__WHAT YOU WILL DO__:
Every line of the records below that holds the word "ChainValidator" should be copied out.

(Stored dataset items)
▬▬▬▬▬▬
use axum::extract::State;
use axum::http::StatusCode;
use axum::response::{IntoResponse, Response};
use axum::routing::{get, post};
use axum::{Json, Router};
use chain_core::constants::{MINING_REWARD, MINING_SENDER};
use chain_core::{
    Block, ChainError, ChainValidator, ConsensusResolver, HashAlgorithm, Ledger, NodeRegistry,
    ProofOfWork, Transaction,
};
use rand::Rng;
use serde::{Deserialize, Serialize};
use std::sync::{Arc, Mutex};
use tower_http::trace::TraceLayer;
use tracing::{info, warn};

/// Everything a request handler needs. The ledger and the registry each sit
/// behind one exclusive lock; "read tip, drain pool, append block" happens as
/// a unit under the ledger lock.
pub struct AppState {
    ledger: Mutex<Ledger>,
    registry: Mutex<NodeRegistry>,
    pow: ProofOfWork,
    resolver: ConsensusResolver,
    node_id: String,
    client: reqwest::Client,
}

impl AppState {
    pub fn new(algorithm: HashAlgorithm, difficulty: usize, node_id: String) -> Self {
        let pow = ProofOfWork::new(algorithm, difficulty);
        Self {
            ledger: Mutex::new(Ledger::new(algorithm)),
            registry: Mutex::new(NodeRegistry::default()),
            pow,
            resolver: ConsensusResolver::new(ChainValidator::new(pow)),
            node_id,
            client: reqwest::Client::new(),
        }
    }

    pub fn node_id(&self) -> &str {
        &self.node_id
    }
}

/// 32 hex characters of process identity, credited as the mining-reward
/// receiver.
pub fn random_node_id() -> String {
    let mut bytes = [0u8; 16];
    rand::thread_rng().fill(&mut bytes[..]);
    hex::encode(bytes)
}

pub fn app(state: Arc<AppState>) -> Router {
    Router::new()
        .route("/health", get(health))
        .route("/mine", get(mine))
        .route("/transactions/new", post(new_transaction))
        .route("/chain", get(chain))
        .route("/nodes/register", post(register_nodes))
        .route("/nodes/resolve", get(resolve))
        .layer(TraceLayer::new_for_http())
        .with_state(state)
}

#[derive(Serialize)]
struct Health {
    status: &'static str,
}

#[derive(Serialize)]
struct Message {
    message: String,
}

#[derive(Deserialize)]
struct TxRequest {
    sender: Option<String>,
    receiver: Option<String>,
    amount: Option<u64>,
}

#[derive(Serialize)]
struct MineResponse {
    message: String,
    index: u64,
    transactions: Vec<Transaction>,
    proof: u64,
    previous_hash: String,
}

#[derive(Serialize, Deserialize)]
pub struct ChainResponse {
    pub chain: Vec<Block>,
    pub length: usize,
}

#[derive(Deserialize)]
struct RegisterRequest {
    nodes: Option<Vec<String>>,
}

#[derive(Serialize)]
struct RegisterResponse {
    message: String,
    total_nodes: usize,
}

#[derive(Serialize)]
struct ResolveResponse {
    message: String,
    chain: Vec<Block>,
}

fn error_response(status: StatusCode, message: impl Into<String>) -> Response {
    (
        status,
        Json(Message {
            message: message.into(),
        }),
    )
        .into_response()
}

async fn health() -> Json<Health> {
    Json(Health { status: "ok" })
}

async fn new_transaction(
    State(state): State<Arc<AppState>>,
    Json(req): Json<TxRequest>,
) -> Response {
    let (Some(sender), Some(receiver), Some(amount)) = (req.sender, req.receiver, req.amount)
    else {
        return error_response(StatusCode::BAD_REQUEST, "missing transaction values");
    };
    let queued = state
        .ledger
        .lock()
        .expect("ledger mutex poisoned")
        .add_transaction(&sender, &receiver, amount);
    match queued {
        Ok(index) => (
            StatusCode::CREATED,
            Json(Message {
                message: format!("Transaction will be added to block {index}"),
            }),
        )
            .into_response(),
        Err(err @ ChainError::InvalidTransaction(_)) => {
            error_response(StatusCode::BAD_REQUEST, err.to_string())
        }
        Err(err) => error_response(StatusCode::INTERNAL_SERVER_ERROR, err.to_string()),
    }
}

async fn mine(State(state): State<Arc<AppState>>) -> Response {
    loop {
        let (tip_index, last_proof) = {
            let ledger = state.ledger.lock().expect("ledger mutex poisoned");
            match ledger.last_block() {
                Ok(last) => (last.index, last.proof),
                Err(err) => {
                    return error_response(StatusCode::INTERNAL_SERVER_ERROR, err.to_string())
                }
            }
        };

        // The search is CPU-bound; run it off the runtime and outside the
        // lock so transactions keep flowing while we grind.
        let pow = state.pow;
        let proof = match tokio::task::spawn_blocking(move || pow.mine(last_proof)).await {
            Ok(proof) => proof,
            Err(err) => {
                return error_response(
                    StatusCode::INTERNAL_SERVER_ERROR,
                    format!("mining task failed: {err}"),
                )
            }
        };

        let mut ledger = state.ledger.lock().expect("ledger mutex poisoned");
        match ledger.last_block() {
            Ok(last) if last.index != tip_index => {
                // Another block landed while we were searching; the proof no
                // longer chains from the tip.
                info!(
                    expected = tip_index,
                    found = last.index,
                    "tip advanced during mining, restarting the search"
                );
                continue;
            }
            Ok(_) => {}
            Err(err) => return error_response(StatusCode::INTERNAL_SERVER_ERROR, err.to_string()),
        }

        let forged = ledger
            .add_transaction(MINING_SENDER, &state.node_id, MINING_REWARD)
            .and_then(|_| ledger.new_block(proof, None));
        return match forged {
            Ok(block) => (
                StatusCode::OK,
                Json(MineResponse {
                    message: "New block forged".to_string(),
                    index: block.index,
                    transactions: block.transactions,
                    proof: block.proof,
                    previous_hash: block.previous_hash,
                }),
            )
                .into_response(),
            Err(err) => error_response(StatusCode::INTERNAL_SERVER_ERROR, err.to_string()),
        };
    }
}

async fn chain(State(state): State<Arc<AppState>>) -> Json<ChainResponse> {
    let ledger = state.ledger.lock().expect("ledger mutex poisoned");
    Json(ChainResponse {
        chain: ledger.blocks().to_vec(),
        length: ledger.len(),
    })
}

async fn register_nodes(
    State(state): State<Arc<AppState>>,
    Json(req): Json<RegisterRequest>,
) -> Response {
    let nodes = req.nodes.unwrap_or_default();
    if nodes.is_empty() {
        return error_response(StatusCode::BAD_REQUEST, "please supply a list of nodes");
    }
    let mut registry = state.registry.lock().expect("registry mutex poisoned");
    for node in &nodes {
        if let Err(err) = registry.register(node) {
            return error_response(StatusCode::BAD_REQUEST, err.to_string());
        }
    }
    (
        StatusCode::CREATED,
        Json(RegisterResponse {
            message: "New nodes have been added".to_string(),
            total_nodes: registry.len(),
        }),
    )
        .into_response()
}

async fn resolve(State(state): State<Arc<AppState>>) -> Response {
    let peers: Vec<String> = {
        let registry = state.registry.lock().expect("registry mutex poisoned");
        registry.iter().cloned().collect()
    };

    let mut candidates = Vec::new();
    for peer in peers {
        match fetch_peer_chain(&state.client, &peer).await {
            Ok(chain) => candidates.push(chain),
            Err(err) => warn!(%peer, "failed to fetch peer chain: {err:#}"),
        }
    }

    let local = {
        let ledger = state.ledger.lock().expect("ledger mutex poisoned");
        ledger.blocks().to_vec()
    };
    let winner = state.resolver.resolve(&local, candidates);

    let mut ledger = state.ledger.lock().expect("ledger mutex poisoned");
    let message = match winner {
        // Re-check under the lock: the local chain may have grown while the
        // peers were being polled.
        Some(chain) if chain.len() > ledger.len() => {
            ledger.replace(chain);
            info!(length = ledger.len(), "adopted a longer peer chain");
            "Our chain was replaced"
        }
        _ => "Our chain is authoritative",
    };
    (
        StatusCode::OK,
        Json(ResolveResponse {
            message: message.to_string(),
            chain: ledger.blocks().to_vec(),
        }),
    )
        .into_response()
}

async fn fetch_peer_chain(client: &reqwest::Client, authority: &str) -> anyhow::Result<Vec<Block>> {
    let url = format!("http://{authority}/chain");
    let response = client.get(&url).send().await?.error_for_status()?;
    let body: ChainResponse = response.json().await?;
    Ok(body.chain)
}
▬▬▬▬▬▬
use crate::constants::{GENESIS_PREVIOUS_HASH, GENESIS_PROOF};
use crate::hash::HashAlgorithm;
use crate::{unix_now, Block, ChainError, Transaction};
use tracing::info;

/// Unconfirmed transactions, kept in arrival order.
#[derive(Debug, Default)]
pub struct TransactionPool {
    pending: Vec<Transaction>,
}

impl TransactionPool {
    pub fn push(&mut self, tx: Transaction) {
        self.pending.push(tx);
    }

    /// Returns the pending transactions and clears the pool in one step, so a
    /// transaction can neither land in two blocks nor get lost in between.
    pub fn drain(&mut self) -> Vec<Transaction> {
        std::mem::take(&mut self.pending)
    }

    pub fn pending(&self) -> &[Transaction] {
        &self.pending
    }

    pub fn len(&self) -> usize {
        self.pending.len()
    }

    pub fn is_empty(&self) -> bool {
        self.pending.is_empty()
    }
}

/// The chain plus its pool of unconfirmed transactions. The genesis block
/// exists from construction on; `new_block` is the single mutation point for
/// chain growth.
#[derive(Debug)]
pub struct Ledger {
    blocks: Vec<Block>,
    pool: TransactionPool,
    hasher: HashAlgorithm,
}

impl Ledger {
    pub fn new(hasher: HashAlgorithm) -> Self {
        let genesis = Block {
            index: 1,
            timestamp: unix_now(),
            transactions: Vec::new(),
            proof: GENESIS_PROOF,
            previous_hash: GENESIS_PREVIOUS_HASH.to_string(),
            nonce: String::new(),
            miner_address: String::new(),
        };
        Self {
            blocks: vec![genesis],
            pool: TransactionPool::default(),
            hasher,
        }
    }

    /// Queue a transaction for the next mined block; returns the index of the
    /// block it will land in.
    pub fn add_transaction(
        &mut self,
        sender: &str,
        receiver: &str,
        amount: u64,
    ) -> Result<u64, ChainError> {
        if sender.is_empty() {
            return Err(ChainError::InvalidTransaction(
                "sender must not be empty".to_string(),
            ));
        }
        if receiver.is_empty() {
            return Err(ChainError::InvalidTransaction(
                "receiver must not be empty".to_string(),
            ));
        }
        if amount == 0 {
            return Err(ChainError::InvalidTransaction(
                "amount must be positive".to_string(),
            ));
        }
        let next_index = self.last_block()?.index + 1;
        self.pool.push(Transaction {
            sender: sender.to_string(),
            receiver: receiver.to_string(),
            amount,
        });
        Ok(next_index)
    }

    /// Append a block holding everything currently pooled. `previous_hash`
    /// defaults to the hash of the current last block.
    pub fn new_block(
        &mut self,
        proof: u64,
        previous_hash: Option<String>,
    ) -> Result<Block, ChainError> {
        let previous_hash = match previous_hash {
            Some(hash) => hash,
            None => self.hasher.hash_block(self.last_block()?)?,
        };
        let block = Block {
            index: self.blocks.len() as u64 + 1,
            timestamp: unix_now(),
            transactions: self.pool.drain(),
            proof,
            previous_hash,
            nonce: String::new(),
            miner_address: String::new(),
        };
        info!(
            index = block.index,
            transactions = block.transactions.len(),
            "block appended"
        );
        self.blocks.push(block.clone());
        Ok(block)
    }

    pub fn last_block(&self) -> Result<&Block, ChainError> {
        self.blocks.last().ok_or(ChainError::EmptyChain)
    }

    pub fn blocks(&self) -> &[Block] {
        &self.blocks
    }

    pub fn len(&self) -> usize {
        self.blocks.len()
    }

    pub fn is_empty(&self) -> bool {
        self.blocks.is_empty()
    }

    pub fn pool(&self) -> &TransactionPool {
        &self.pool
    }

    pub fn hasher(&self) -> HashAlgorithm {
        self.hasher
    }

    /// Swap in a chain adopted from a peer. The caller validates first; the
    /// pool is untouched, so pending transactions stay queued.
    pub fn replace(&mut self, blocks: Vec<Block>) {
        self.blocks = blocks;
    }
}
▬▬▬▬▬▬
__ANSWER SECTION__:
    Block, ChainError, ChainValidator, ConsensusResolver, HashAlgorithm, Ledger, NodeRegistry,
            resolver: ConsensusResolver::new(ChainValidator::new(pow)),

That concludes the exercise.